Collection entries
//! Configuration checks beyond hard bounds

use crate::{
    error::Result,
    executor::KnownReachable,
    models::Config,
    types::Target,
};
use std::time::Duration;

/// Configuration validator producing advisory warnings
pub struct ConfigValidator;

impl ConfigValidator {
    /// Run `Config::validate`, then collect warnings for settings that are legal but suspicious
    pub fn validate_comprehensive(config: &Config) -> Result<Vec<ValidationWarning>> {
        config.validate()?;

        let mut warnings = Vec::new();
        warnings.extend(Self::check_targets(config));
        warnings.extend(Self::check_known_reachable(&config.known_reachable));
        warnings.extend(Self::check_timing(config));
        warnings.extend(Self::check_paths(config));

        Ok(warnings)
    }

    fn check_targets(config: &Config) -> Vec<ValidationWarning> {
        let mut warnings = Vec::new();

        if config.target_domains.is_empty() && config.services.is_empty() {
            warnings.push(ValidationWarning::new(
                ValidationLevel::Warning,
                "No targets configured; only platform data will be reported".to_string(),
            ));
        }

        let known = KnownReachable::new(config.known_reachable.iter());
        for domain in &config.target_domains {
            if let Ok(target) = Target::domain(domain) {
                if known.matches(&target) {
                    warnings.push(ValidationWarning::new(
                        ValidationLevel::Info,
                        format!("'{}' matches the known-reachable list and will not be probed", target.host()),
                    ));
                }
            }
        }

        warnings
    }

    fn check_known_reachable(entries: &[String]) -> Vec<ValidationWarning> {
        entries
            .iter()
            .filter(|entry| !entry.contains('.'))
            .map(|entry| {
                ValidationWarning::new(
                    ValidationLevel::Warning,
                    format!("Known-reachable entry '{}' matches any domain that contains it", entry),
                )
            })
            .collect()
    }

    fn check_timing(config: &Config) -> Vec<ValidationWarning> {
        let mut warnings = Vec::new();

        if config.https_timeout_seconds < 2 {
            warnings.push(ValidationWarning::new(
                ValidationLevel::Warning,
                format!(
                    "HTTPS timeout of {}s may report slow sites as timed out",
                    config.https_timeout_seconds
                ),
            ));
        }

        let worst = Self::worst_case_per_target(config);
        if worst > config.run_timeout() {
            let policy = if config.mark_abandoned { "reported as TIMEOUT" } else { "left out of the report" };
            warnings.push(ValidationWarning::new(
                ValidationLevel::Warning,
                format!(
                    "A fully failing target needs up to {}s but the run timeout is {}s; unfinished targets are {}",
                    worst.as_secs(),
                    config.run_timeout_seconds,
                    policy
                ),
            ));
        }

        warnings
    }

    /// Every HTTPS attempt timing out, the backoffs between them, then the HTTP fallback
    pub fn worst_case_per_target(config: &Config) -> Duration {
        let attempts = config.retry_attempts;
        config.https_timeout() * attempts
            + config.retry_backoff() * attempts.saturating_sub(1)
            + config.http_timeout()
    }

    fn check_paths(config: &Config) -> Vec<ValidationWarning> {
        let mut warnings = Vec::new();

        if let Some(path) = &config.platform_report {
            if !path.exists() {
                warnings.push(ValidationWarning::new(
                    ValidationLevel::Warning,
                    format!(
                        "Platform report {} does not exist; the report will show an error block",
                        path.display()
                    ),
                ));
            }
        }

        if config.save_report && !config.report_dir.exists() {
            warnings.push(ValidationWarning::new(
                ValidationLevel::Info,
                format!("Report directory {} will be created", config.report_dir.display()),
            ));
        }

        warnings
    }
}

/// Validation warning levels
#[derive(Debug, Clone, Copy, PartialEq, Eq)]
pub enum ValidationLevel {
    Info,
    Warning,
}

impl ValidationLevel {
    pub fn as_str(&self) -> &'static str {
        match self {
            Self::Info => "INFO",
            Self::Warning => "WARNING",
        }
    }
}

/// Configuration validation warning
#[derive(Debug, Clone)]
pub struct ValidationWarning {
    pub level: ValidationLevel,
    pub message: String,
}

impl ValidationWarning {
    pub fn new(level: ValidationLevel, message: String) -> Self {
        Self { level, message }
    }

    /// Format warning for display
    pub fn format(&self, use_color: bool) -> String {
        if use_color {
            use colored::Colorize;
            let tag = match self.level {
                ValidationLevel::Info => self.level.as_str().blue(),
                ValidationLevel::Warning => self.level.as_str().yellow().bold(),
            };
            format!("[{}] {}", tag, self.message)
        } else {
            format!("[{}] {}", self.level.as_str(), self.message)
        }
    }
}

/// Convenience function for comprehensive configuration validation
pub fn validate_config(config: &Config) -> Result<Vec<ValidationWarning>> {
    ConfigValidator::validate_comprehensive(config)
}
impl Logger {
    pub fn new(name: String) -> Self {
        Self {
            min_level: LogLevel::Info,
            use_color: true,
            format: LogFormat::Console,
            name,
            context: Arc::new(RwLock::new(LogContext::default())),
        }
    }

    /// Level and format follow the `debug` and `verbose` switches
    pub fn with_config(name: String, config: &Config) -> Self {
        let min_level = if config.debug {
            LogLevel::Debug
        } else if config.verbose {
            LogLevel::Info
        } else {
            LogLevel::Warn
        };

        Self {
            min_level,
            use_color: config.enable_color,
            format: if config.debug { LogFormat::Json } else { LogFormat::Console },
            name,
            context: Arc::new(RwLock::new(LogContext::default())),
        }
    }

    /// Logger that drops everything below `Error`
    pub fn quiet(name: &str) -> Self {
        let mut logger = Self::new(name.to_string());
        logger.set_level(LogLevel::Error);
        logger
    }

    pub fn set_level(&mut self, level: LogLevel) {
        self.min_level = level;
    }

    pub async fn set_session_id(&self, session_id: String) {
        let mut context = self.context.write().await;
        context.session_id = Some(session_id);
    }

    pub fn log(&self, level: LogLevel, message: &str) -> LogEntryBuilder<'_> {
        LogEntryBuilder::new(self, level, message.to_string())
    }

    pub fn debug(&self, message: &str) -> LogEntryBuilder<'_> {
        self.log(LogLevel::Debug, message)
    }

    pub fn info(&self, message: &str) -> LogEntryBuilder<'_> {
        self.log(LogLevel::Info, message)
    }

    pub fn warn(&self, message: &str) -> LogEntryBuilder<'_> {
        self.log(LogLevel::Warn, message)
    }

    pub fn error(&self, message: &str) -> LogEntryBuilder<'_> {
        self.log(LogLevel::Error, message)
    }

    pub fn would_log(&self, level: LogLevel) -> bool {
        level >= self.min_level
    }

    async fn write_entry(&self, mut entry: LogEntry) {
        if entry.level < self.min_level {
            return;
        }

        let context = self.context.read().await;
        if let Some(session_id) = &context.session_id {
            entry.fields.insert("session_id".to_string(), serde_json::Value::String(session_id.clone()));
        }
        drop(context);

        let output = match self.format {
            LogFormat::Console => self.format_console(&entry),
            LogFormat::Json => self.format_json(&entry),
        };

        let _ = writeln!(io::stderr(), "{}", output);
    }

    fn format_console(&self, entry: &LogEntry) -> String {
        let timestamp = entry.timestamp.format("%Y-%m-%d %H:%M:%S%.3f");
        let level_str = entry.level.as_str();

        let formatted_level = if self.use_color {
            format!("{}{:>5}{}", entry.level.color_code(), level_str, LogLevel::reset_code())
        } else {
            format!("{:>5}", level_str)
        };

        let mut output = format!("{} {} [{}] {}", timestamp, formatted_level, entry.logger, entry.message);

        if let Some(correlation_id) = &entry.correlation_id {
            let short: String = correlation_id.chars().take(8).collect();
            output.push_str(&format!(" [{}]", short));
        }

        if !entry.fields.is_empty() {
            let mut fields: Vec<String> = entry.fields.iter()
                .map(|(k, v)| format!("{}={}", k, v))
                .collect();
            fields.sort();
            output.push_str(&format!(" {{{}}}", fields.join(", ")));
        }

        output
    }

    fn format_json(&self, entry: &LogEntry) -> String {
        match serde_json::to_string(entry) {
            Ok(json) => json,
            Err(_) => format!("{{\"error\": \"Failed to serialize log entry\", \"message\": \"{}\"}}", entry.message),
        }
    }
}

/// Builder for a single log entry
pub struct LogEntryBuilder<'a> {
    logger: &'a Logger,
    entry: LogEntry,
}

PROBLEM REQUIREMENTS: Go through the data and show every line where "timestamp" occurs.

ANSWER TO THE PROBLEM:
        let timestamp = entry.timestamp.format("%Y-%m-%d %H:%M:%S%.3f");
        let mut output = format!("{} {} [{}] {}", timestamp, formatted_level, entry.logger, entry.message);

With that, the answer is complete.